Отрыв «я» от тела есть нечто, что мучительно переносится и что страдающий отчаянно стремится исправить с чьей-нибудь помощью, но он к тому же используется в качестве основного средства защиты. Фактически это определяет существенную дилемму. Такое «я» желает быть соединенным с телом и укорененным в нем, однако постоянно боится поместиться в теле из-за страха стать подверженным нападениям и опасностям, которых оно не может избежать. Однако «я» обнаруживает, что, хотя оно находится вне тела, оно не может удержать преимущества, на которые бы могло надеяться при таком положении. Мы уже упоминали то, что происходит:
1. Его ориентация — примитивная оральная, обусловленная дилеммой удержания своей жизненности и страха что-нибудь «принять». Оно становится иссушенным жаждой и заброшенным.
2. Оно становится полным ненависти ко всему, что находится там. Единственный способ разрушения и неразрушения существующего может ощущаться как разрушение самого себя.
3. Преднамеренно может быть предпринята попытка убить «я». Она отчасти оборонительная («Если я мертв, меня нельзя убить»); а отчасти это попытка ослабить сокрушающее чувство вины, которое угнетает индивидуума (нет ощущения права быть живым).
4. Внутреннее «я» само становится расколотым и теряет свои собственные индивидуальность и целостность.
5. Оно теряет собственную реальность и прямой доступ к реальности вне себя.
6а. Безопасное местопребывание «я» становится тюрьмой. Его предполагаемое убежище становится адом.
66. Ему не свойственна даже безопасность одиночной камеры. Его собственный анклав становится камерой пыток. Внутреннее «я» преследуется внутри этой камеры расколотыми конкретизированными частями его самого или собственными фантомами, которые стали неуправляемыми.
Непостижимая речь шизофреника и его действия становятся частично понятными, если мы вспомним, что в его бытии существует основополагающий раскоп, перенесенный из шизоидного состояния. Бытие индивидуума расщепляется надвое, производя развоплощенное «я» и тело, являющееся вещью, на которое взирает «я», рассматривая его временами так, будто это лишь еще одна вещь в мире. Все тело, а также множество «ментальных» процессов отделяются от «я», которое продолжает действовать в очень ограниченном анклаве (фантазирование и наблюдение) или казаться вообще прекратившим функционировать (то есть быть мертвым, убитым, украденным). Такое описание, конечно же, весьма схематично и имеет недостатки любого предварительного сверхупрощения.

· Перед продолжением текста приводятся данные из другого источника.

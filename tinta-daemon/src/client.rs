//! Blocking client for the helper socket.
//!
//! A [`Session`] owns at most one connection. Exchanges are serialized by a
//! mutex so a keepalive thread and a foreground command never interleave
//! frames. Any transport or decode error drops the connection; callers
//! reconnect explicitly.

use std::io::Write;
use std::net::Shutdown;
use std::os::unix::net::UnixStream;
use std::path::{Path, PathBuf};
use std::sync::atomic::{AtomicBool, AtomicU64, Ordering};
use std::sync::mpsc::{self, RecvTimeoutError};
use std::sync::{Arc, Mutex, MutexGuard};
use std::thread::JoinHandle;
use std::time::Duration;

use serde_json::{Map, Value};

use crate::error::ClientError;
use crate::protocol::{encode_frame, read_frame, ProtocolError, Request, Response};

/// Sleep after each failed connect attempt.
pub const CONNECT_BACKOFF: [Duration; 3] = [
    Duration::from_millis(500),
    Duration::from_millis(1000),
    Duration::from_millis(2000),
];

#[derive(Debug)]
pub struct Session {
    socket_path: PathBuf,
    stream: Mutex<Option<UnixStream>>,
    connected: AtomicBool,
    last_error: Mutex<Option<String>>,
}

impl Session {
    pub fn new(socket_path: impl Into<PathBuf>) -> Self {
        Self {
            socket_path: socket_path.into(),
            stream: Mutex::new(None),
            connected: AtomicBool::new(false),
            last_error: Mutex::new(None),
        }
    }

    pub fn socket_path(&self) -> &Path {
        &self.socket_path
    }

    /// Connect, retrying with [`CONNECT_BACKOFF`]. `timeout` becomes the
    /// socket read/write timeout for later exchanges.
    pub fn connect(&self, timeout: Duration) -> Result<(), ClientError> {
        self.connect_with_backoff(timeout, &CONNECT_BACKOFF)
    }

    /// One attempt per `backoff` entry, sleeping that entry after a failure.
    pub fn connect_with_backoff(
        &self,
        timeout: Duration,
        backoff: &[Duration],
    ) -> Result<(), ClientError> {
        let mut slot = self.lock_stream();
        let mut last = String::from("no connection attempts made");

        for (attempt, pause) in backoff.iter().enumerate() {
            if let Some(stale) = slot.take() {
                let _ = stale.shutdown(Shutdown::Both);
            }
            self.connected.store(false, Ordering::SeqCst);

            match open_stream(&self.socket_path, timeout) {
                Ok(stream) => {
                    *slot = Some(stream);
                    self.connected.store(true, Ordering::SeqCst);
                    self.set_last_error(None);
                    tracing::info!(socket = %self.socket_path.display(), "connected to helper");
                    return Ok(());
                }
                Err(err) => {
                    last = err.to_string();
                    tracing::warn!(
                        attempt = attempt + 1,
                        of = backoff.len(),
                        error = %err,
                        "helper connect failed",
                    );
                    self.set_last_error(Some(format!(
                        "Connection attempt {}/{} failed: {err}",
                        attempt + 1,
                        backoff.len()
                    )));
                    if !pause.is_zero() {
                        std::thread::sleep(*pause);
                    }
                }
            }
        }

        Err(ClientError::ConnectFailed {
            socket: self.socket_path.clone(),
            attempts: backoff.len(),
            last,
        })
    }

    /// One request/response exchange. Never retried.
    pub fn send_command(
        &self,
        command: &str,
        params: Map<String, Value>,
    ) -> Result<Response, ClientError> {
        let mut slot = self.lock_stream();
        let stream = match slot.as_mut() {
            Some(stream) if self.connected.load(Ordering::SeqCst) => stream,
            _ => return Err(ClientError::NotConnected),
        };

        let request = Request {
            command: command.to_string(),
            params,
        };
        // Refused before any byte is written; the stream stays aligned.
        let frame = match encode_frame(&request) {
            Ok(frame) => frame,
            Err(err) => {
                self.set_last_error(Some(err.to_string()));
                return Err(err.into());
            }
        };

        match exchange(stream, &frame) {
            Ok(response) => Ok(response),
            Err(err) => {
                self.fail(&mut slot, &err.to_string());
                Err(err)
            }
        }
    }

    /// Best-effort `shutdown` of the daemon, then close. Never fails.
    pub fn disconnect(&self) {
        if self.is_connected() {
            match self.send_command("shutdown", Map::new()) {
                Ok(response) => tracing::debug!(reply = response.summary(), "helper acknowledged shutdown"),
                Err(err) => tracing::debug!(error = %err, "shutdown request failed during disconnect"),
            }
        }
        self.close();
    }

    /// Drop the connection without asking the daemon to stop.
    pub fn close(&self) {
        let mut slot = self.lock_stream();
        if let Some(stream) = slot.take() {
            let _ = stream.shutdown(Shutdown::Both);
            tracing::debug!("helper connection closed");
        }
        self.connected.store(false, Ordering::SeqCst);
    }

    pub fn is_connected(&self) -> bool {
        self.connected.load(Ordering::SeqCst)
    }

    pub fn last_error(&self) -> Option<String> {
        self.last_error
            .lock()
            .unwrap_or_else(|poisoned| poisoned.into_inner())
            .clone()
    }

    // -- command helpers ----------------------------------------------------

    pub fn keepalive(&self) -> Result<Response, ClientError> {
        self.send_command("keepalive", Map::new())
    }

    pub fn status(&self) -> Result<Response, ClientError> {
        self.send_command("get-status", Map::new())
    }

    pub fn enable_eink(&self) -> Result<Response, ClientError> {
        self.send_command("enable-eink", Map::new())
    }

    pub fn enable_oled(&self) -> Result<Response, ClientError> {
        self.send_command("enable-oled", Map::new())
    }

    pub fn refresh_eink(&self, quick: bool) -> Result<Response, ClientError> {
        let command = if quick { "refresh-eink-quick" } else { "refresh-eink" };
        self.send_command(command, Map::new())
    }

    pub fn enable_frontlight(&self, level: Option<u8>) -> Result<Response, ClientError> {
        let mut params = Map::new();
        if let Some(level) = level {
            params.insert("level".into(), level.into());
        }
        self.send_command("enable-frontlight", params)
    }

    pub fn disable_frontlight(&self) -> Result<Response, ClientError> {
        self.send_command("disable-frontlight", Map::new())
    }

    pub fn set_brightness(&self, level: u8) -> Result<Response, ClientError> {
        let mut params = Map::new();
        params.insert("level".into(), level.into());
        self.send_command("set-brightness", params)
    }

    // -- internals ----------------------------------------------------------

    fn fail(&self, slot: &mut MutexGuard<'_, Option<UnixStream>>, error: &str) {
        if let Some(stream) = slot.take() {
            let _ = stream.shutdown(Shutdown::Both);
        }
        self.connected.store(false, Ordering::SeqCst);
        self.set_last_error(Some(error.to_string()));
        tracing::warn!(error, "helper session lost");
    }

    fn set_last_error(&self, error: Option<String>) {
        *self
            .last_error
            .lock()
            .unwrap_or_else(|poisoned| poisoned.into_inner()) = error;
    }

    fn lock_stream(&self) -> MutexGuard<'_, Option<UnixStream>> {
        self.stream
            .lock()
            .unwrap_or_else(|poisoned| poisoned.into_inner())
    }
}

fn open_stream(path: &Path, timeout: Duration) -> std::io::Result<UnixStream> {
    let stream = UnixStream::connect(path)?;
    let timeout = (!timeout.is_zero()).then_some(timeout);
    stream.set_read_timeout(timeout)?;
    stream.set_write_timeout(timeout)?;
    Ok(stream)
}

fn exchange(stream: &mut UnixStream, frame: &[u8]) -> Result<Response, ClientError> {
    stream.write_all(frame).map_err(ProtocolError::Io)?;
    stream.flush().map_err(ProtocolError::Io)?;
    read_frame(stream)?.ok_or(ClientError::ConnectionClosed)
}

// ---------------------------------------------------------------------------
// Keepalive
// ---------------------------------------------------------------------------

/// Counters exposed by a running [`KeepaliveMonitor`].
#[derive(Debug, Default)]
pub struct KeepaliveStats {
    pub sent: AtomicU64,
    pub failed: AtomicU64,
    pub reconnects: AtomicU64,
}

/// Background thread that keeps the daemon's watchdog fed.
#[derive(Debug)]
pub struct KeepaliveMonitor {
    stop: Option<mpsc::Sender<()>>,
    handle: Option<JoinHandle<()>>,
    stats: Arc<KeepaliveStats>,
}

impl KeepaliveMonitor {
    /// Send `keepalive` every `interval`. A missing connection or failed
    /// keepalive triggers a reconnect with `connect_timeout`.
    pub fn spawn(session: Arc<Session>, interval: Duration, connect_timeout: Duration) -> Self {
        let (stop, stopped) = mpsc::channel::<()>();
        let stats = Arc::new(KeepaliveStats::default());
        let thread_stats = stats.clone();

        let handle = std::thread::Builder::new()
            .name("tinta-keepalive".into())
            .spawn(move || loop {
                match stopped.recv_timeout(interval) {
                    Err(RecvTimeoutError::Timeout) => {}
                    Ok(()) | Err(RecvTimeoutError::Disconnected) => return,
                }
                tick(&session, connect_timeout, &thread_stats);
            })
            .map_err(|err| tracing::error!(error = %err, "failed to start keepalive thread"))
            .ok();

        Self {
            stop: Some(stop),
            handle,
            stats,
        }
    }

    pub fn stats(&self) -> &KeepaliveStats {
        &self.stats
    }

    /// Stop the thread and wait for it. Waits out an in-flight keepalive.
    pub fn stop(mut self) {
        self.shutdown();
    }

    fn shutdown(&mut self) {
        if let Some(stop) = self.stop.take() {
            let _ = stop.send(());
        }
        if let Some(handle) = self.handle.take() {
            let _ = handle.join();
        }
    }
}

impl Drop for KeepaliveMonitor {
    fn drop(&mut self) {
        self.shutdown();
    }
}

fn tick(session: &Session, connect_timeout: Duration, stats: &KeepaliveStats) {
    if !session.is_connected() {
        tracing::warn!("helper connection lost; reconnecting");
        stats.reconnects.fetch_add(1, Ordering::Relaxed);
        if let Err(err) = session.connect(connect_timeout) {
            tracing::error!(error = %err, "reconnect failed");
        }
        return;
    }

    stats.sent.fetch_add(1, Ordering::Relaxed);
    match session.keepalive() {
        Ok(response) if response.success => tracing::trace!("keepalive ok"),
        Ok(response) => {
            stats.failed.fetch_add(1, Ordering::Relaxed);
            tracing::warn!(error = response.summary(), "keepalive rejected");
        }
        Err(err) => {
            stats.failed.fetch_add(1, Ordering::Relaxed);
            tracing::warn!(error = %err, "keepalive failed");
        }
    }
}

Мы уже обрисовали несколько вариантов, при которых такому расколу не удается поддержать здоровое переживание, и он становится ядром психоза.
У многих шизофреников расщепление «я»-тело остается основным. Однако, когда все разлетается в стороны от «центра», ни переживания «я», ни переживания тела не могут сохранить индивидуальность, целостность, связность или жизненность, а индивидуум становится низвергнутым в условия, конечный итог которых, как мы полагали, лучше всего можно описать как состояние «хаотичного небытия»*. В своей конечной форме подобное полное разъединение есть гипотетическое состояние, у которого нет вербальных эквивалентов. Однако мы чувствуем оправданным постулирование такого гипотетического условия. В своей самой предельной форме оно, вероятно, несовместимо с жизнью. Совершенно разложившийся, хронический кататоник-гебефреник предположительно является личностью, в которой этот процесс продолжался до самой предельной степени, из тех, кто остался биологически жизнеспособным.
Одним из величайших барьеров на пути познания шизофреника является его абсолютная непостижимость: странности, причуды, темноты во всем, что мы можем из него воспринять. Тому есть множество причин. Даже когда пациент старается поведать нам — насколько он понимает ясность и откровенность — природу своих тревог и переживаний, структурированных радикально отличающимся от нашего способом, содержание речи с необходимостью трудно проследить. Более того, формальные элементы речи сами по себе упорядочены необычным образом, и эти формальные особенности, видимо, являются, по крайней мере в некоторой степени, отражением в языке альтернативного порядка его переживания — с трещинами там, где мы воспринимаем связность как саму собой разумеющуюся, и слиянием (путаницей) элементов, которые мы держим порознь.
* Самое лучшее описание любого подобного условия, которое я смог найти в литературе, — это «Пророческие книги» Вильяма Блейка. В греческих описаниях ада и у Данте тени или призраки, хотя и отчужденные от жизни, по-прежнему сохраняют свою внутреннюю связность. У Блейка же это не так. Образы его «Книг» подвергаются разделению в самих себе. Эти книги требуют длительного изучения, не для того чтобы пролить свет на психопатологию Блейка, а чтобы узнать у него то, что он каким-то образом понял очень интимно, оставаясь еще здоровым.